Esta mole usa rayos X para ver literalmente hasta lo que hemos comido.

“Este dispositivo está diseñado para detectar, por ejemplo, si alguien ha ingerido un ovoide con droga”, explica Enrique Gonzitolo, Director de Ventas para Latinoamérica de Smiths, la empresa que lo fabrica.
El ejecutivo agrega que es muy seguro, puesto que no tiene daños para la salud y que la radiación es tan mí­nima que no afecta si­quiera a una embarazada.
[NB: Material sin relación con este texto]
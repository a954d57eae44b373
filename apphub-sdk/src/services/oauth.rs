//! OAuth2 / OIDC client for the hub.
//!
//! One `AuthClient` is built per process and shared (it is cheap to clone).
//! Endpoint resolution happens once: the first caller runs discovery, any
//! concurrent callers wait on the same attempt, and the outcome (discovered
//! or fallen back to defaults) is kept for the life of the client.

use apphub_core::utils::{pkce_challenge, secure_random_hex};
use chrono::{DateTime, Utc};
use secrecy::ExposeSecret;
use serde::{Deserialize, Serialize};
use serde_json::{Map, Value};
use std::sync::Arc;
use std::time::Duration;
use tokio::sync::OnceCell;
use tracing::instrument;
use validator::Validate;

use crate::config::SdkConfig;
use crate::services::context::TenantContext;
use crate::services::discovery::{fetch_discovery_document, HubEndpoints};
use crate::services::error::SdkError;
use crate::services::token::{JwksCache, KeySource, TokenValidation, TokenVerifier, VerifyOptions};

pub const DEFAULT_SCOPES: &[&str] = &["openid", "profile", "email"];

const STATE_BYTES: usize = 16;
const NONCE_BYTES: usize = 16;
const CODE_VERIFIER_BYTES: usize = 32;

#[derive(Debug, Clone, Copy, PartialEq, Eq, Serialize)]
#[serde(rename_all = "snake_case")]
pub enum DiscoveryStatus {
    /// Nothing has resolved endpoints yet.
    Pending,
    Discovered,
    /// Discovery failed; default endpoints are in use for good.
    Fallback,
    /// Discovery is switched off in configuration.
    Static,
}

#[derive(Debug, Clone, Copy, PartialEq, Eq)]
pub enum TokenTypeHint {
    AccessToken,
    RefreshToken,
}

impl TokenTypeHint {
    pub fn as_str(&self) -> &'static str {
        match self {
            TokenTypeHint::AccessToken => "access_token",
            TokenTypeHint::RefreshToken => "refresh_token",
        }
    }
}

/// Token endpoint response.
#[derive(Debug, Clone, Serialize, Deserialize)]
pub struct TokenSet {
    pub access_token: String,
    #[serde(default = "default_token_type")]
    pub token_type: String,
    #[serde(default)]
    pub expires_in: Option<i64>,
    #[serde(default)]
    pub refresh_token: Option<String>,
    #[serde(default)]
    pub id_token: Option<String>,
    #[serde(default)]
    pub scope: Option<String>,
    /// Computed on receipt from `expires_in`.
    #[serde(default)]
    pub expires_at: Option<DateTime<Utc>>,
}

fn default_token_type() -> String {
    "Bearer".to_string()
}

impl TokenSet {
    /// An `expires_in` too large to represent leaves `expires_at` unset.
    fn stamp_expiry(mut self, received_at: DateTime<Utc>) -> Self {
        self.expires_at = self
            .expires_in
            .and_then(chrono::Duration::try_seconds)
            .and_then(|lifetime| received_at.checked_add_signed(lifetime));
        self
    }

    /// True once `expires_at` is within `margin` of now. Sets without an
    /// expiry never report expired.
    pub fn expires_within(&self, margin: Duration) -> bool {
        let margin = chrono::Duration::from_std(margin).unwrap_or_else(|_| chrono::Duration::zero());
        self.expires_at.map_or(false, |expires_at| {
            expires_at
                .checked_sub_signed(margin)
                .map_or(true, |threshold| threshold <= Utc::now())
        })
    }

    pub fn is_expired(&self) -> bool {
        self.expires_within(Duration::ZERO)
    }
}

#[derive(Debug, Clone, Serialize, Deserialize)]
pub struct IntrospectionResponse {
    pub active: bool,
    #[serde(default)]
    pub scope: Option<String>,
    #[serde(default)]
    pub client_id: Option<String>,
    #[serde(default)]
    pub username: Option<String>,
    #[serde(default)]
    pub token_type: Option<String>,
    #[serde(default)]
    pub exp: Option<i64>,
    #[serde(default)]
    pub iat: Option<i64>,
    #[serde(default)]
    pub sub: Option<String>,
    #[serde(default)]
    pub aud: Option<Value>,
    #[serde(default)]
    pub iss: Option<String>,
    /// Hub-specific fields (entity, role, ...).
    #[serde(flatten)]
    pub extra: Map<String, Value>,
}

#[derive(Debug, Clone, Serialize, Deserialize)]
pub struct UserInfo {
    pub sub: String,
    #[serde(default)]
    pub email: Option<String>,
    #[serde(default)]
    pub email_verified: Option<bool>,
    #[serde(default)]
    pub name: Option<String>,
    #[serde(default)]
    pub picture: Option<String>,
    #[serde(flatten)]
    pub extra: Map<String, Value>,
}

#[derive(Debug, Deserialize)]
struct OAuthErrorBody {
    error: String,
    #[serde(default)]
    error_description: Option<String>,
}

/// Inputs for [`AuthClient::create_authorization_url`]. Anything left unset
/// is generated or taken from configuration.
#[derive(Debug, Clone, Default)]
pub struct AuthorizationUrlOptions {
    pub redirect_uri: Option<String>,
    pub scopes: Option<Vec<String>>,
    pub state: Option<String>,
    pub code_verifier: Option<String>,
    pub nonce: Option<String>,
    pub prompt: Option<String>,
}

impl AuthorizationUrlOptions {
    pub fn new() -> Self {
        Self::default()
    }

    pub fn redirect_uri(mut self, redirect_uri: impl Into<String>) -> Self {
        self.redirect_uri = Some(redirect_uri.into());
        self
    }

    pub fn scopes<I, S>(mut self, scopes: I) -> Self
    where
        I: IntoIterator<Item = S>,
        S: Into<String>,
    {
        self.scopes = Some(scopes.into_iter().map(Into::into).collect());
        self
    }

    pub fn state(mut self, state: impl Into<String>) -> Self {
        self.state = Some(state.into());
        self
    }

    pub fn code_verifier(mut self, code_verifier: impl Into<String>) -> Self {
        self.code_verifier = Some(code_verifier.into());
        self
    }

    pub fn nonce(mut self, nonce: impl Into<String>) -> Self {
        self.nonce = Some(nonce.into());
        self
    }

    pub fn prompt(mut self, prompt: impl Into<String>) -> Self {
        self.prompt = Some(prompt.into());
        self
    }
}

/// What the caller must keep (session storage) until the callback:
/// `state`, `code_verifier` and `nonce`.
#[derive(Debug, Clone, Serialize)]
#[serde(rename_all = "camelCase")]
pub struct AuthorizationRequest {
    pub state: String,
    pub code_verifier: String,
    pub code_challenge: String,
    pub nonce: Option<String>,
    pub authorization_url: String,
}

struct Resolved {
    endpoints: HubEndpoints,
    status: DiscoveryStatus,
    verifier: TokenVerifier,
}

struct Inner {
    config: SdkConfig,
    http: reqwest::Client,
    static_key: Option<KeySource>,
    resolved: OnceCell<Resolved>,
}

#[derive(Clone)]
pub struct AuthClient {
    inner: Arc<Inner>,
}
pub mod auth;
pub mod guard;

pub use auth::{tenant_auth_middleware, AuthTenant};
pub use guard::{require_any_permission, require_permissions, require_role};
//! Declarative records an application registers with the hub. Nothing here
//! takes part in runtime authorization.

use serde::{Deserialize, Serialize};
use serde_json::Value;

use crate::services::context::FULL_ACCESS_SCOPE;
use crate::services::error::SdkError;
use crate::services::rbac::{
    build_permission, parse_permission, ACTION_DELETE, ACTION_MANAGE, ACTION_READ, ACTION_WRITE,
};
use crate::services::scope::{SCOPE_CUSTOMER, SCOPE_REGION};

#[derive(Debug, Clone, PartialEq, Serialize, Deserialize)]
#[serde(rename_all = "camelCase")]
pub struct PermissionDefinition {
    pub slug: String,
    pub name: String,
    #[serde(default, skip_serializing_if = "Option::is_none")]
    pub description: Option<String>,
    pub resource: String,
    pub action: String,
    #[serde(default, skip_serializing_if = "Option::is_none")]
    pub group_name: Option<String>,
    #[serde(default)]
    pub sort_order: i32,
    #[serde(default)]
    pub is_default: bool,
    #[serde(default)]
    pub is_system: bool,
}

impl PermissionDefinition {
    /// Slug is `resource:action`; both halves go through the same parser the
    /// evaluator uses.
    pub fn new(resource: &str, action: &str) -> Result<Self, SdkError> {
        let slug = build_permission(resource, action);
        let parsed = parse_permission(&slug)?;

        Ok(Self {
            name: format!("{} {}", capitalize(&parsed.action), parsed.resource),
            slug,
            description: None,
            resource: parsed.resource,
            action: parsed.action,
            group_name: None,
            sort_order: 0,
            is_default: false,
            is_system: false,
        })
    }

    pub fn with_name(mut self, name: impl Into<String>) -> Self {
        self.name = name.into();
        self
    }

    pub fn with_description(mut self, description: impl Into<String>) -> Self {
        self.description = Some(description.into());
        self
    }

    pub fn with_group(mut self, group: impl Into<String>) -> Self {
        self.group_name = Some(group.into());
        self
    }

    pub fn with_sort_order(mut self, sort_order: i32) -> Self {
        self.sort_order = sort_order;
        self
    }

    pub fn default_grant(mut self) -> Self {
        self.is_default = true;
        self
    }

    pub fn system(mut self) -> Self {
        self.is_system = true;
        self
    }
}

/// read/write/delete/manage for one resource, in that order. Only `read` is
/// granted by default.
pub fn crud_permissions(
    resource: &str,
    group: Option<&str>,
) -> Result<Vec<PermissionDefinition>, SdkError> {
    [ACTION_READ, ACTION_WRITE, ACTION_DELETE, ACTION_MANAGE]
        .into_iter()
        .enumerate()
        .map(|(index, action)| {
            let mut definition =
                PermissionDefinition::new(resource, action)?.with_sort_order(index as i32);
            if let Some(group) = group {
                definition = definition.with_group(group);
            }
            if action == ACTION_READ {
                definition = definition.default_grant();
            }
            Ok(definition)
        })
        .collect()
}

#[derive(Debug, Clone, PartialEq, Serialize, Deserialize)]
#[serde(rename_all = "camelCase")]
pub struct ScopeTypeDefinition {
    pub slug: String,
    pub name: String,
    #[serde(default, skip_serializing_if = "Option::is_none")]
    pub description: Option<String>,
    #[serde(default)]
    pub requires_selection: bool,
    #[serde(default)]
    pub multi_select: bool,
    #[serde(default, skip_serializing_if = "Option::is_none")]
    pub options_endpoint: Option<String>,
    #[serde(default, skip_serializing_if = "Option::is_none")]
    pub value_schema: Option<Value>,
    #[serde(default)]
    pub sort_order: i32,
}

impl ScopeTypeDefinition {
    pub fn new(slug: impl Into<String>, name: impl Into<String>) -> Self {
        Self {
            slug: slug.into(),
            name: name.into(),
            description: None,
            requires_selection: false,
            multi_select: false,
            options_endpoint: None,
            value_schema: None,
            sort_order: 0,
        }
    }

    pub fn with_description(mut self, description: impl Into<String>) -> Self {
        self.description = Some(description.into());
        self
    }

    pub fn with_options_endpoint(mut self, endpoint: impl Into<String>) -> Self {
        self.options_endpoint = Some(endpoint.into());
        self
    }

    pub fn with_value_schema(mut self, schema: Value) -> Self {
        self.value_schema = Some(schema);
        self
    }

    pub fn with_sort_order(mut self, sort_order: i32) -> Self {
        self.sort_order = sort_order;
        self
    }

    pub fn requiring_selection(mut self, multi_select: bool) -> Self {
        self.requires_selection = true;
        self.multi_select = multi_select;
        self
    }
}

pub fn define_full_access_scope() -> ScopeTypeDefinition {
    ScopeTypeDefinition::new(FULL_ACCESS_SCOPE, "Full Access")
        .with_description("Access to all data within the entity")
}

/// `multiple` switches between the `customer` and `customers` shapes.
pub fn define_customer_scope(options_endpoint: &str, multiple: bool) -> ScopeTypeDefinition {
    let (slug, name) = if multiple {
        ("customers", "Multiple Customers")
    } else {
        (SCOPE_CUSTOMER, "Single Customer")
    };

    ScopeTypeDefinition::new(slug, name)
        .with_description("Restrict data to selected customers")
        .with_options_endpoint(options_endpoint)
        .requiring_selection(multiple)
        .with_sort_order(1)
}

pub fn define_region_scope(options_endpoint: &str) -> ScopeTypeDefinition {
    ScopeTypeDefinition::new(SCOPE_REGION, "Region")
        .with_description("Restrict data to a geographic region")
        .with_options_endpoint(options_endpoint)
        .requiring_selection(false)
        .with_sort_order(2)
}

pub fn define_custom_scope(
    slug: &str,
    name: &str,
    options_endpoint: Option<&str>,
    multi_select: bool,
) -> Result<ScopeTypeDefinition, SdkError> {
    if slug.trim().is_empty() || slug == FULL_ACCESS_SCOPE {
        return Err(SdkError::InvalidFormat(format!(
            "'{}' cannot be used as a custom scope slug",
            slug
        )));
    }

    let mut definition = ScopeTypeDefinition::new(slug, name).with_sort_order(10);
    if let Some(endpoint) = options_endpoint {
        definition = definition
            .with_options_endpoint(endpoint)
            .requiring_selection(multi_select);
    }
    Ok(definition)
}

fn capitalize(word: &str) -> String {
    let mut chars = word.chars();
    match chars.next() {
        Some(first) => first.to_uppercase().chain(chars).collect(),
        None => String::new(),
    }
}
El escáner ya es usado en varios países, como Colombia, Perú, Argentina, Brasil, Estados Unidos, Europa e incluso existe uno en el aeropuerto Arturo Merino Benítez.

Respecto a las reticencias que cuestionan a la máquina en el plano ético, Gonzitolo dice que, según sabe, los países no someten a las personas obligatoriamente a la examinación, puesto que si la persona no quiere ser observada, hay alternativas que pueden seguirse, según la legislación de cada país.

También existe Eqo, que puede ver lo que se lleva bajo la ropa, pero no dentro del cuerpo. Usa ondas milimétricas que se convierten en imagen en el monitor.